X Le scénario, téléphoné, prétexte aux scènes dansées

Le scénario de Polina est tellement peu prétexte à des scènes dansées que le parcours artistique qu’il retrace ne devait même pas, initialement, être dansé. « Au départ, explique Bastien Vivès dans Illimité, je voulais faire le récit d’apprentissage d’un dessinateur mais dessiner des gens qui dessinent, ça ne marche pas. La danse se prête mieux au dessin. »

Dans Polina, aucune scène de danse n’est gratuite* et c’est en cela que le film est fidèle à la bande dessinée, malgré des modifications substantielles. On remarque assez vite l’ajout du background familial qui, malgré son côté spectaculaire (les activités du père ne sont pas franchement légales), modifie assez peu les choses** : la rigueur de la société fait écho à celle de la discipline classique. La modification de la temporalité, pourtant moins visible, a peut-être davantage d’impact : dans la bande dessinée, Polina est étoile lorsqu’elle décide de tout quitter ; dans le film, elle vient d’être acceptée au Bolchoï (c’est moins long et pourtant, il y a déjà une concaténation-confusion entre l’école de sa jeunesse, l’école du Bolchoï et le Bolchoï). Ce n’est plus une artiste au fait de sa gloire qui part, mais un jeune espoir qui se détourne de ce à quoi elle a à peine goûté : le goût du risque tend à prendre le pas sur le désir – non pas celui, amoureux, qui ferait de Polina une tête tournée tête brûlée (elle partira avec ou sans lui), mais l’insatisfaction existentielle. Le désir : regret d’une étoile perdue…

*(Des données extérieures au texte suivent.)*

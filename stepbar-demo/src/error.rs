use std::path::PathBuf;

use stepbar::ConfigError;
use thiserror::Error;

#[derive(Debug, Error)]
pub enum DemoError {
    #[error("Terminal error: {0}")]
    Io(#[from] std::io::Error),

    #[error("Failed to read icons from {}: {source}", path.display())]
    ReadIcons {
        path: PathBuf,
        source: std::io::Error,
    },

    #[error("Invalid icon list: {0}")]
    Json(#[from] serde_json::Error),

    #[error("Invalid configuration: {0}")]
    Config(#[from] ConfigError),
}
//! Drawing a [`ToolbarFrame`] into a [`Buffer`].
//!
//! The toolbar is one row tall:
//!
//! ```text
//! ⠿  ▶  ‖  ♪  ♨  ✈  ▣  ›
//! ^  '-batch 0-''-batch 1-' ^ expand control
//! grip
//! ```
//!
//! Each batch is clipped to its animated width, so a batch that is opening
//! or closing shows only the icons that fit.

use stepbar::IconRegistry;

use crate::buffer::Buffer;
use crate::color::Rgb;
use crate::hit::{HitMap, Target};
use crate::rect::Rect;
use crate::view::{ControlFrame, ToolbarFrame};

const GRIP: char = '⠿';

/// Colours and cell sizing for the toolbar.
#[derive(Debug, Clone, Copy, PartialEq)]
pub struct RenderTheme {
    pub background: Rgb,
    pub icon: Rgb,
    pub grip: Rgb,
    pub control: Rgb,
    /// Terminal columns taken by one icon.
    pub cells_per_icon: u16,
}

impl Default for RenderTheme {
    fn default() -> Self {
        Self {
            background: Rgb::new(40, 44, 52),
            icon: Rgb::new(220, 223, 228),
            grip: Rgb::new(110, 115, 125),
            control: Rgb::new(97, 175, 239),
            cells_per_icon: 3,
        }
    }
}

/// Convert an animated width to terminal columns, capped at `u16::MAX`.
pub fn width_to_cells(width: f32, icon_width: u16, cells_per_icon: u16) -> u16 {
    if icon_width == 0 || width <= 0.0 {
        return 0;
    }
    let cells = width / f32::from(icon_width) * f32::from(cells_per_icon);
    cells.round().min(f32::from(u16::MAX)) as u16
}

/// Arrow for the expand control at a given rotation.
///
/// The control turns around its vertical axis, so it is seen edge-on
/// half way through.
pub fn control_glyph(angle: f32) -> char {
    if angle < 60.0 {
        '›'
    } else if angle <= 120.0 {
        '│'
    } else {
        '‹'
    }
}

/// Draw the toolbar with its top-left corner at `(x, y)`.
///
/// Returns the clickable regions that were drawn.
pub fn render_toolbar<R>(
    frame: &ToolbarFrame<'_>,
    registry: &R,
    x: u16,
    y: u16,
    theme: &RenderTheme,
    buf: &mut Buffer,
) -> HitMap
where
    R: IconRegistry<Drawable = char>,
{
    let mut hits = HitMap::new();
    let cpi = theme.cells_per_icon.max(1);
    let mut col = x;

    if frame.grip {
        buf.fill(col, y, 2, theme.background);
        buf.put_char(col, y, GRIP, theme.grip, theme.background);
        col = col.saturating_add(2);
    }

    for batch in &frame.batches {
        let cells = width_to_cells(batch.width, frame.icon_width, cpi);
        buf.fill(col, y, cells, theme.background);
        let end = col.saturating_add(cells);
        let fg = theme.background.mix(theme.icon, batch.opacity);

        for (i, icon) in batch.batch.items().iter().enumerate() {
            let slot = col.saturating_add((i as u16).saturating_mul(cpi));
            if slot >= end {
                break;
            }
            let visible = cpi.min(end - slot);
            hits.push(Rect::new(slot, y, visible, 1), Target::Icon(icon.action.clone()));

            let glyph_col = slot.saturating_add(cpi / 2);
            if glyph_col < end {
                if let Some(glyph) = registry.resolve(&icon.glyph) {
                    buf.put_char(glyph_col, y, glyph, fg, theme.background);
                }
            }
        }
        col = end;
    }

    if let Some(control) = frame.control {
        render_control(control, col, y, cpi, theme, buf, &mut hits);
    }

    hits
}

fn render_control(
    control: ControlFrame,
    x: u16,
    y: u16,
    cells: u16,
    theme: &RenderTheme,
    buf: &mut Buffer,
    hits: &mut HitMap,
) {
    buf.fill(x, y, cells, theme.background);
    buf.put_char(
        x.saturating_add(cells / 2),
        y,
        control_glyph(control.angle),
        theme.control,
        theme.background,
    );
    hits.push(Rect::new(x, y, cells, 1), Target::Control);
}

Dans le film, tout a du sens, même et surtout son absence. Lorsque Polina se plaint à Bojinsky, le professeur redouté de son enfance, d’avoir l’impression d’enchaîner des gestes et de ne pas danser, celui-ci se montre satisfait : c’est la marque des grands que de ne jamais l’être. Sur le moment, on croit qu’il s’agit d’une banale remarque sur le perfectionnisme du danseur – elle évacue le problème, qui se repose plus tard, avec plus d’acuité, lors d’une audition où Poline montre qu’elle sait danser à grand renfort d’extensions de jambe. « Des bras et des jambes, j’en vois toute la journée », lui assène le chorégraphe, qui aimerait autant qu’elle ne danse pas. Désorientée mais pleine de ressource, Polina s’étend à terre, extatique. « Non, ce n’est pas non plus ça. » Mais c’est quoi, ça, à la fin, qu’on lui demande et qu’elle cherche en passant d’un professeur puis d’un chorégraphe à un autre ? C’est toute la différence qu’il y a entre vivre et exister. Du sens. Qu’on ne peut pas trouver, parce qu’il faut le construire. Seul moyen de transmuter la gesticulation en geste.

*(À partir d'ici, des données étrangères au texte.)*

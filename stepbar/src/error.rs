//! Error types for toolbar configuration and icon lists.

use thiserror::Error;

/// Errors raised when building a [`ToolbarConfig`](crate::ToolbarConfig).
#[derive(Debug, Clone, PartialEq, Eq, Error)]
pub enum ConfigError {
    /// Batches must hold at least one icon.
    #[error("Batch size must be at least 1")]
    ZeroBatchSize,

    /// Icons must occupy some width or batches never open.
    #[error("Icon width must be at least 1")]
    ZeroIconWidth,
}

/// Problems found in an icon list.
#[derive(Debug, Clone, PartialEq, Eq, Error)]
pub enum IconError {
    /// Two icons share an action. Batch keys derived from them may collide.
    #[error("Action '{action}' is used by icons {first} and {second}")]
    DuplicateAction {
        /// The repeated action.
        action: String,
        /// Index of the first icon using it.
        first: usize,
        /// Index of the second icon using it.
        second: usize,
    },
}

Cette quête de Polina fait écho à l’un de mes questionnements en tant que spectatrice. Parfois, j’oublie pourquoi j’aime tant la danse et me retrouve soudain perplexe, plus perdue qu’un néophyte : pourquoi diable les danseurs font-ils ces pas, là, sur scène ? ces pas-là et pas d’autres ? sais-je encore pourquoi je les regarde si je gratte les couches sédimentées de causalité, l’achat du billet, le nom du chorégraphe, ma pratique d’amatrice ? Coupure de balletomanie. J’ai perdu le sens sous l’habitude. Il suffit généralement d’un ballet, mais d’un ballet que l’on peut attendre longtemps, pour que les questions soient balayées d’un revers de main, sous l’évidence des corps.

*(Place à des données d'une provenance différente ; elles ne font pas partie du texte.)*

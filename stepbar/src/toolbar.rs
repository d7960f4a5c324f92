//! The toolbar component: icons, state and the click callback together.

use std::fmt;

use log::{trace, warn};

use crate::config::ToolbarConfig;
use crate::icon::{IconBatch, IconDescriptor, check_unique_actions};
use crate::state::{Command, ToolbarState};
use crate::visibility::control_available;

type ClickHandler = Box<dyn FnMut(&str)>;

/// What the expand control looks like and does right now.
#[derive(Debug, Clone, Copy, PartialEq, Eq)]
pub struct ExpandControl {
    /// Drawn mirrored. True once every icon is visible.
    pub flipped: bool,
    /// Command issued when the control is pressed.
    pub command: Command,
}

/// A paginated icon toolbar.
///
/// Owns its [`ToolbarState`] for as long as it is mounted. Dropping the
/// toolbar discards the state.
pub struct Toolbar {
    icons: Option<Vec<IconDescriptor>>,
    config: ToolbarConfig,
    state: ToolbarState,
    grip: bool,
    on_icon_clicked: ClickHandler,
}

impl Toolbar {
    /// Mount a toolbar. Zero sizes in `config` are raised to 1.
    pub fn new(icons: Vec<IconDescriptor>, config: ToolbarConfig) -> Self {
        if let Err(e) = check_unique_actions(&icons) {
            warn!("Toolbar icons are not unique: {}", e);
        }
        Self::mount(Some(icons), config)
    }

    /// A toolbar with no icon list. Everything counts as visible and no
    /// control is shown.
    pub fn without_icons(config: ToolbarConfig) -> Self {
        Self::mount(None, config)
    }

    fn mount(icons: Option<Vec<IconDescriptor>>, config: ToolbarConfig) -> Self {
        let config = config.validate().unwrap_or_else(|e| {
            warn!("Invalid toolbar config, clamping: {}", e);
            config.clamped()
        });
        let state = ToolbarState::initial(icons.as_deref(), config.batch_size);
        Self {
            icons,
            config,
            state,
            grip: false,
            on_icon_clicked: Box::new(|_| {}),
        }
    }

    /// Set the callback invoked with an icon's action when it is clicked.
    pub fn on_icon_clicked(mut self, handler: impl FnMut(&str) + 'static) -> Self {
        self.on_icon_clicked = Box::new(handler);
        self
    }

    /// Show a drag grip before the icons. Cosmetic only.
    pub fn with_grip(mut self, grip: bool) -> Self {
        self.grip = grip;
        self
    }

    pub fn has_grip(&self) -> bool {
        self.grip
    }

    pub fn icons(&self) -> Option<&[IconDescriptor]> {
        self.icons.as_deref()
    }

    pub fn config(&self) -> &ToolbarConfig {
        &self.config
    }

    pub fn state(&self) -> &ToolbarState {
        &self.state
    }

    pub fn visible_batches(&self) -> &[IconBatch] {
        self.state.visible()
    }

    pub fn all_visible(&self) -> bool {
        self.state.all_visible(self.icons(), self.config.batch_size)
    }

    pub fn control_available(&self) -> bool {
        control_available(self.icons(), self.config.batch_size)
    }

    /// The expand control, if it should be rendered.
    pub fn control(&self) -> Option<ExpandControl> {
        if !self.control_available() {
            return None;
        }
        let flipped = self.all_visible();
        Some(ExpandControl {
            flipped,
            command: if flipped {
                Command::Collapse
            } else {
                Command::Expand
            },
        })
    }

    pub fn dispatch(&mut self, command: Command) {
        let state = std::mem::take(&mut self.state);
        self.state = state.apply(command, self.icons.as_deref(), self.config.batch_size);
    }

    pub fn expand(&mut self) {
        self.dispatch(Command::Expand);
    }

    pub fn collapse(&mut self) {
        self.dispatch(Command::Collapse);
    }

    /// Press the expand control. Returns the command applied, or `None` when
    /// there is no control.
    pub fn press_control(&mut self) -> Option<Command> {
        let control = self.control()?;
        self.dispatch(control.command);
        Some(control.command)
    }

    /// Report a click on the icon with `action`. State is untouched.
    pub fn click_icon(&mut self, action: &str) {
        trace!("Icon clicked: {}", action);
        (self.on_icon_clicked)(action);
    }
}

impl fmt::Debug for Toolbar {
    fn fmt(&self, f: &mut fmt::Formatter<'_>) -> fmt::Result {
        f.debug_struct("Toolbar")
            .field("icons", &self.icons)
            .field("config", &self.config)
            .field("state", &self.state)
            .field("grip", &self.grip)
            .finish_non_exhaustive()
    }
}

X Les acteurs, mauvais danseurs, ou vice-versa

Casting au top, avec un chiasme parfait : les acteurs ont été sérieusement formés à la danse (contemporaine), et les danseurs (classiques) se révèlent bons acteurs. Parmi les premiers, on trouve Niels Schneider, crédible en danseur contemporain issu du classique (ruse de réalisation : on le découvre dans les vestiaires du Bolchoï) et Juliette Binoche, que je regrette de ne pas avoir vue sur scène avec Akram Khan tant elle est convaincante en chorégraphe-maîtresse de ballet.

En sens inverse, Jérémie Bélingard, que l’on n’avait pas vu autant danser depuis un moment, découvre à l’écran un charisme que je ne lui ai jamais connu sur scène (je comprends enfin qu’on puisse crusher sur lui), et Anastasia Shevtsova, jeune recrue du Mariinsky, a un cou-de-pied à se damner et un jeu qui sonne juste (même si elle est loin de dégager la même sensualité que le danseur étoile).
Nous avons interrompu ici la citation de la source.